Я молча смотрела на золотые фигурки. Я знала, что это означает, но не хотела этому верить. Вокруг нас собралась толпа зрителей, все принялись орать и улюлюкать, но я даже не взглянула в их сторону. Пока не появились корни.
Если до этого я считала, что их очень много, то теперь поняла, какое огромное количество корней питает даже самое маленькое дерево. Внезапно они оказались повсюду, они выползали из леса, из-под земли, из кустов. Одни принялись слизывать лужу крови, образовавшуюся на тропе, другие набросились на тело Мака, как голодные акулы. Гибкие прутья хлестали меня, будто деревянные кнуты, в то время как возле мертвеца кипела бурная деятельность. Корни впивались в тело, обвивая его, словно саван. Внезапно одна толстая ветка так хлестнула меня по животу, что я согнулась пополам. Я упала на колени, а когда поднялась, Мака уже не было. Там, где только что лежало его тело, не осталось ничего, кроме торчавших из грязи нескольких золотых фигурок.

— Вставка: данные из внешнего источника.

//! Pose-guided multi-sample capture for enrollment.
//!
//! A session collects exactly five embedding samples (three front, one
//! left, one right), gated on the subject holding the requested pose for
//! a run of consecutive frames.

use serde::{Deserialize, Serialize};

use crate::pose::Pose;
use crate::types::Embedding;

/// Total samples per enrollment.
pub const SAMPLES_REQUIRED: usize = 5;
/// Front-facing samples collected before turning left.
const FRONT_SAMPLES: usize = 3;

/// Capture progression. Advances forward only; `Done` is terminal.
#[derive(Debug, Clone, Copy, PartialEq, Eq, Serialize, Deserialize)]
#[serde(rename_all = "UPPERCASE")]
pub enum CaptureState {
    Idle,
    Front,
    Left,
    Right,
    Done,
}

impl CaptureState {
    /// Pose the subject must hold in this state. `None` for the inactive
    /// states.
    pub fn target_pose(&self) -> Option<Pose> {
        match self {
            CaptureState::Front => Some(Pose::Front),
            CaptureState::Left => Some(Pose::Left),
            CaptureState::Right => Some(Pose::Right),
            CaptureState::Idle | CaptureState::Done => None,
        }
    }
}

/// Progress snapshot for a progress indicator.
#[derive(Debug, Clone, Copy, PartialEq, Eq, Serialize, Deserialize)]
pub struct EnrollProgress {
    pub state: CaptureState,
    pub samples: usize,
    pub required: usize,
}

/// One enrollment attempt. Discarded on cancel or after the samples are
/// taken for saving.
#[derive(Debug)]
pub struct CaptureSession {
    state: CaptureState,
    samples: Vec<Embedding>,
    stability: u32,
    required_stability: u32,
}

impl CaptureSession {
    /// `required_stability` is the number of consecutive frames that must
    /// agree with the target pose before a sample is captured.
    pub fn new(required_stability: u32) -> Self {
        Self {
            state: CaptureState::Idle,
            samples: Vec::with_capacity(SAMPLES_REQUIRED),
            stability: 0,
            required_stability: required_stability.max(1),
        }
    }

    /// Start capturing. Only meaningful from `Idle`.
    pub fn begin(&mut self) {
        if self.state == CaptureState::Idle {
            self.state = CaptureState::Front;
            self.stability = 0;
        }
    }

    /// Feed one frame's pose observation. `None` means no face/landmarks
    /// were detected, which resets the stability run like any mismatch.
    ///
    /// Returns `true` when the stability requirement was just met and the
    /// caller should extract a sample from the current frame and hand it to
    /// [`record`](Self::record). The counter resets either way.
    pub fn observe(&mut self, pose: Option<Pose>) -> bool {
        let Some(target) = self.state.target_pose() else {
            return false;
        };

        if pose == Some(target) {
            self.stability += 1;
            if self.stability >= self.required_stability {
                self.stability = 0;
                return true;
            }
        } else {
            self.stability = 0;
        }
        false
    }

    /// Append a captured sample and advance the state machine.
    ///
    /// Ignored outside the active capture states, so a late extraction
    /// cannot push the session past five samples.
    pub fn record(&mut self, sample: Embedding) {
        if self.state.target_pose().is_none() {
            return;
        }
        self.samples.push(sample);
        self.state = match self.samples.len() {
            n if n < FRONT_SAMPLES => CaptureState::Front,
            n if n == FRONT_SAMPLES => CaptureState::Left,
            n if n == SAMPLES_REQUIRED - 1 => CaptureState::Right,
            _ => CaptureState::Done,
        };
        tracing::debug!(
            samples = self.samples.len(),
            state = ?self.state,
            "enrollment sample recorded"
        );
    }

    pub fn state(&self) -> CaptureState {
        self.state
    }

    pub fn stability(&self) -> u32 {
        self.stability
    }

    pub fn samples_collected(&self) -> usize {
        self.samples.len()
    }

    pub fn is_done(&self) -> bool {
        self.state == CaptureState::Done
    }

    pub fn progress(&self) -> EnrollProgress {
        EnrollProgress {
            state: self.state,
            samples: self.samples.len(),
            required: SAMPLES_REQUIRED,
        }
    }

    /// Consume the session, yielding the five samples when complete.
    pub fn into_samples(self) -> Option<Vec<Embedding>> {
        if self.state == CaptureState::Done {
            Some(self.samples)
        } else {
            None
        }
    }
}
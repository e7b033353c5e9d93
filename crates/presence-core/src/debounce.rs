//! Per-identity attendance dispatch debouncing.

use std::collections::HashMap;
use std::time::{Duration, Instant};

/// Cooldown tracker suppressing repeated dispatch for the same identity.
///
/// This is per-process, per-session smoothing: it keeps one person standing
/// in front of the camera from re-triggering the mark action every cycle.
/// The persisted per-day uniqueness constraint remains the correctness
/// guarantee.
#[derive(Debug)]
pub struct AttendanceDebouncer {
    cooldown: Duration,
    last_fired: HashMap<String, Instant>,
}

impl AttendanceDebouncer {
    pub fn new(cooldown: Duration) -> Self {
        Self {
            cooldown,
            last_fired: HashMap::new(),
        }
    }

    /// Whether a dispatch for `identity` at `now` should fire.
    ///
    /// Fires when the identity has never fired, or when the cooldown has
    /// fully elapsed (boundary inclusive: exactly at the threshold fires).
    /// Firing records `now`, so the table is monotonically non-decreasing.
    pub fn should_fire(&mut self, identity: &str, now: Instant) -> bool {
        let fire = match self.last_fired.get(identity) {
            None => true,
            Some(&last) => now.saturating_duration_since(last) >= self.cooldown,
        };
        if fire {
            self.last_fired.insert(identity.to_string(), now);
        }
        fire
    }

    /// Number of distinct identities seen this session.
    pub fn tracked(&self) -> usize {
        self.last_fired.len()
    }
}

#[cfg(test)]
mod tests {
    use super::*;

    const COOLDOWN: Duration = Duration::from_secs(5);

    #[test]
    fn first_sighting_always_fires() {
        let mut d = AttendanceDebouncer::new(COOLDOWN);
        assert!(d.should_fire("E001", Instant::now()));
    }

    #[test]
    fn hit_just_inside_window_is_suppressed() {
        let mut d = AttendanceDebouncer::new(COOLDOWN);
        let t0 = Instant::now();
        assert!(d.should_fire("E001", t0));
        assert!(!d.should_fire("E001", t0 + Duration::from_millis(4999)));
    }

    #[test]
    fn hit_exactly_at_cooldown_fires() {
        let mut d = AttendanceDebouncer::new(COOLDOWN);
        let t0 = Instant::now();
        assert!(d.should_fire("E001", t0));
        assert!(d.should_fire("E001", t0 + COOLDOWN));
    }

    #[test]
    fn two_hits_in_one_window_yield_one_dispatch() {
        let mut d = AttendanceDebouncer::new(COOLDOWN);
        let t0 = Instant::now();
        let fired = [
            d.should_fire("E001", t0),
            d.should_fire("E001", t0 + Duration::from_secs(1)),
            d.should_fire("E001", t0 + Duration::from_secs(3)),
        ];
        assert_eq!(fired.iter().filter(|&&f| f).count(), 1);
    }

    #[test]
    fn identities_are_tracked_independently() {
        let mut d = AttendanceDebouncer::new(COOLDOWN);
        let t0 = Instant::now();
        assert!(d.should_fire("E001", t0));
        assert!(d.should_fire("E002", t0 + Duration::from_secs(1)));
        assert!(!d.should_fire("E001", t0 + Duration::from_secs(2)));
        assert_eq!(d.tracked(), 2);
    }

    #[test]
    fn firing_refreshes_the_window() {
        let mut d = AttendanceDebouncer::new(COOLDOWN);
        let t0 = Instant::now();
        assert!(d.should_fire("E001", t0));
        assert!(d.should_fire("E001", t0 + COOLDOWN));
        // Window now anchored at t0 + cooldown.
        assert!(!d.should_fire("E001", t0 + COOLDOWN + Duration::from_secs(4)));
        assert!(d.should_fire("E001", t0 + COOLDOWN + COOLDOWN));
    }
}
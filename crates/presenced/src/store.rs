//! SQLite persistence: employees, face templates, attendance logs.
//!
//! The attendance table carries a UNIQUE (emp_code, date) constraint, the
//! per-day uniqueness guarantee the rest of the pipeline relies on. The
//! in-process cooldown only smooths UX on top of it.

use std::collections::HashSet;
use std::path::Path;
use std::sync::Mutex;

use chrono::NaiveDate;
use presence_core::{Embedding, Gallery, GalleryEntry};
use rusqlite::{params, Connection};
use serde::Deserialize;
use thiserror::Error;

#[derive(Error, Debug)]
pub enum StoreError {
    #[error("database: {0}")]
    Sqlite(#[from] rusqlite::Error),
    #[error("corrupt face template: {len} bytes is not a whole number of f32s")]
    CorruptTemplate { len: usize },
    #[error("employee code already exists: {0}")]
    DuplicateEmployee(String),
}

/// How an attendance record was produced.
#[derive(Debug, Clone, Copy, PartialEq, Eq)]
pub enum MarkMethod {
    Face,
    Manual,
}

impl MarkMethod {
    pub fn as_str(&self) -> &'static str {
        match self {
            MarkMethod::Face => "FACE",
            MarkMethod::Manual => "MANUAL",
        }
    }
}

/// Outcome of an attendance insert attempt.
#[derive(Debug, Clone, PartialEq, Eq)]
pub enum InsertOutcome {
    Inserted,
    /// The per-day uniqueness constraint rejected a second insert. An
    /// expected outcome, not a fault.
    AlreadyMarked,
}

/// Payload for registering a new employee.
#[derive(Debug, Clone, Deserialize)]
pub struct NewEmployee {
    pub code: String,
    pub full_name: String,
    #[serde(default)]
    pub joining_date: Option<String>,
    /// Shift start "HH:MM:SS"; absent means no lateness rule applies.
    #[serde(default)]
    pub shift_start: Option<String>,
}

pub struct Store {
    conn: Mutex<Connection>,
}

impl Store {
    pub fn open(path: &Path) -> Result<Self, StoreError> {
        let conn = Connection::open(path)?;
        Self::from_connection(conn)
    }

    #[cfg(test)]
    pub fn open_in_memory() -> Result<Self, StoreError> {
        Self::from_connection(Connection::open_in_memory()?)
    }

    fn from_connection(conn: Connection) -> Result<Self, StoreError> {
        conn.execute_batch(
            "PRAGMA foreign_keys = ON;
             CREATE TABLE IF NOT EXISTS employees (
                 emp_code     TEXT PRIMARY KEY,
                 full_name    TEXT NOT NULL,
                 joining_date TEXT,
                 shift_start  TEXT,
                 is_active    INTEGER NOT NULL DEFAULT 1
             );
             CREATE TABLE IF NOT EXISTS face_templates (
                 id        INTEGER PRIMARY KEY AUTOINCREMENT,
                 emp_code  TEXT NOT NULL REFERENCES employees(emp_code),
                 embedding BLOB NOT NULL
             );
             CREATE TABLE IF NOT EXISTS attendance_logs (
                 id       INTEGER PRIMARY KEY AUTOINCREMENT,
                 emp_code TEXT NOT NULL REFERENCES employees(emp_code),
                 date     TEXT NOT NULL,
                 in_time  TEXT NOT NULL,
                 status   TEXT NOT NULL,
                 method   TEXT NOT NULL,
                 UNIQUE (emp_code, date)
             );",
        )?;
        Ok(Self {
            conn: Mutex::new(conn),
        })
    }

    /// Load all active employees' templates, in template insertion order.
    ///
    /// The order matters: recognition selects the first entry within
    /// tolerance, so reordering this query changes match outcomes.
    pub fn load_gallery(&self) -> Result<Gallery, StoreError> {
        let conn = self.conn.lock().expect("store lock poisoned");
        let mut stmt = conn.prepare(
            "SELECT f.embedding, f.emp_code
             FROM face_templates f
             JOIN employees e ON f.emp_code = e.emp_code
             WHERE e.is_active = 1
             ORDER BY f.id",
        )?;

        let rows = stmt.query_map([], |row| {
            let blob: Vec<u8> = row.get(0)?;
            let identity: String = row.get(1)?;
            Ok((blob, identity))
        })?;

        let mut entries = Vec::new();
        for row in rows {
            let (blob, identity) = row?;
            entries.push(GalleryEntry {
                embedding: embedding_from_blob(&blob)?,
                identity,
            });
        }

        tracing::info!(templates = entries.len(), "gallery loaded");
        Ok(Gallery::new(entries))
    }

    /// Full name and shift start for an employee. `None` when the code is
    /// not enrolled.
    pub fn shift_info(&self, emp_code: &str) -> Result<Option<(String, Option<String>)>, StoreError> {
        let conn = self.conn.lock().expect("store lock poisoned");
        let mut stmt =
            conn.prepare("SELECT full_name, shift_start FROM employees WHERE emp_code = ?1")?;
        let mut rows = stmt.query(params![emp_code])?;
        match rows.next()? {
            Some(row) => Ok(Some((row.get(0)?, row.get(1)?))),
            None => Ok(None),
        }
    }

    /// Insert one attendance record. The UNIQUE (emp_code, date)
    /// constraint maps to [`InsertOutcome::AlreadyMarked`].
    pub fn insert_attendance(
        &self,
        emp_code: &str,
        date: &str,
        in_time: &str,
        status: &str,
        method: MarkMethod,
    ) -> Result<InsertOutcome, StoreError> {
        let conn = self.conn.lock().expect("store lock poisoned");
        let result = conn.execute(
            "INSERT INTO attendance_logs (emp_code, date, in_time, status, method)
             VALUES (?1, ?2, ?3, ?4, ?5)",
            params![emp_code, date, in_time, status, method.as_str()],
        );

        match result {
            Ok(_) => {
                tracing::info!(emp_code, method = method.as_str(), status, "attendance recorded");
                Ok(InsertOutcome::Inserted)
            }
            Err(e) if is_constraint_violation(&e) => Ok(InsertOutcome::AlreadyMarked),
            Err(e) => Err(e.into()),
        }
    }

    /// Employee codes already marked on the given date.
    pub fn marked_on(&self, date: NaiveDate) -> Result<HashSet<String>, StoreError> {
        let conn = self.conn.lock().expect("store lock poisoned");
        let mut stmt = conn.prepare("SELECT emp_code FROM attendance_logs WHERE date = ?1")?;
        let rows = stmt.query_map(params![date.format("%Y-%m-%d").to_string()], |row| {
            row.get::<_, String>(0)
        })?;

        let mut codes = HashSet::new();
        for row in rows {
            codes.insert(row?);
        }
        Ok(codes)
    }

    /// Save an employee and their face templates in one transaction.
    pub fn add_employee(
        &self,
        employee: &NewEmployee,
        samples: &[Embedding],
    ) -> Result<(), StoreError> {
        let mut conn = self.conn.lock().expect("store lock poisoned");
        let tx = conn.transaction()?;

        let inserted = tx.execute(
            "INSERT INTO employees (emp_code, full_name, joining_date, shift_start)
             VALUES (?1, ?2, ?3, ?4)",
            params![
                employee.code,
                employee.full_name,
                employee.joining_date,
                employee.shift_start
            ],
        );
        match inserted {
            Ok(_) => {}
            Err(e) if is_constraint_violation(&e) => {
                return Err(StoreError::DuplicateEmployee(employee.code.clone()));
            }
            Err(e) => return Err(e.into()),
        }

        for sample in samples {
            tx.execute(
                "INSERT INTO face_templates (emp_code, embedding) VALUES (?1, ?2)",
                params![employee.code, embedding_to_blob(sample)],
            )?;
        }

        tx.commit()?;
        tracing::info!(
            emp_code = %employee.code,
            templates = samples.len(),
            "employee registered"
        );
        Ok(())
    }

    pub fn employee_count(&self) -> Result<u64, StoreError> {
        let conn = self.conn.lock().expect("store lock poisoned");
        let n: u64 = conn.query_row(
            "SELECT COUNT(*) FROM employees WHERE is_active = 1",
            [],
            |row| row.get(0),
        )?;
        Ok(n)
    }
}

fn is_constraint_violation(e: &rusqlite::Error) -> bool {
    matches!(
        e,
        rusqlite::Error::SqliteFailure(err, _)
            if err.code == rusqlite::ErrorCode::ConstraintViolation
    )
}

/// Serialize an embedding as little-endian f32 bytes.
pub fn embedding_to_blob(embedding: &Embedding) -> Vec<u8> {
    embedding
        .values
        .iter()
        .flat_map(|v| v.to_le_bytes())
        .collect()
}

pub fn embedding_from_blob(blob: &[u8]) -> Result<Embedding, StoreError> {
    if blob.len() % 4 != 0 {
        return Err(StoreError::CorruptTemplate { len: blob.len() });
    }
    let values = blob
        .chunks_exact(4)
        .map(|b| f32::from_le_bytes([b[0], b[1], b[2], b[3]]))
        .collect();
    Ok(Embedding::new(values))
}

/// The set of employees already marked today.
///
/// Hydrated from the store with [`refresh`](Self::refresh) at session
/// start, then maintained in memory by the dispatcher as marks land.
/// Only ever touched from the dispatch context.
#[derive(Debug)]
pub struct MarkedToday {
    date: NaiveDate,
    codes: HashSet<String>,
}

impl MarkedToday {
    pub fn new(date: NaiveDate) -> Self {
        Self {
            date,
            codes: HashSet::new(),
        }
    }

    /// Re-hydrate from the store for this cache's date.
    pub fn refresh(&mut self, store: &Store) -> Result<(), StoreError> {
        self.codes = store.marked_on(self.date)?;
        tracing::debug!(date = %self.date, marked = self.codes.len(), "marked-today cache refreshed");
        Ok(())
    }

    pub fn contains(&self, emp_code: &str) -> bool {
        self.codes.contains(emp_code)
    }

    pub fn insert(&mut self, emp_code: &str) {
        self.codes.insert(emp_code.to_string());
    }

    pub fn len(&self) -> usize {
        self.codes.len()
    }

    pub fn is_empty(&self) -> bool {
        self.codes.is_empty()
    }

    pub fn date(&self) -> NaiveDate {
        self.date
    }
}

Пикси что-то сказала стоявшему рядом с ней стражу-великану, и тот со всех ног бросился выполнять приказание. Последним, что я увидела перед тем, как меня сунули в мешок, было грузное тело, заслонившее собой тропинку. Помню, как меня взвалили на плечо; затем перед глазами все померкло, и я провалилась в темноту.
Я очнулась в холодном поту, задыхаясь, с бешено бьющимся сердцем. Вокруг стояла непроницаемая тьма. От ужаса я даже не смогла закричать. Мне казалось, что рядом что-то шевелится и сейчас оно меня схватит. Но минута проходила за минутой, ничего не происходило, и я понемногу начала приходить в себя. Грудь болела так, словно я пробежала несколько миль; больше всего на свете мне хотелось свернуться клубком и лежать, пока боль не утихнет, однако позволить себе такую роскошь я не могла. Нужно было выяснить, где я нахожусь и что со мной сделали.
Ощупью я выяснила, что лежу на грубом топчане, без одежды, под коротким жестким одеялом. Вокруг были каменные стены. Голова гудела нещадно, перед глазами стоял туман. Я вспомнила о том, что едва не случилось со мной, и задрожала. Лихорадочно ощупав свое тело, я убедилась, что со мной все в порядке, если, конечно, не считать многочисленных синяков и ссадин. Особенно глубокая оказалась на руке; она была в форме орлиной лапы и саднила больше остальных. Мне даже показалось, что она пульсирует в такт с моим сердцем.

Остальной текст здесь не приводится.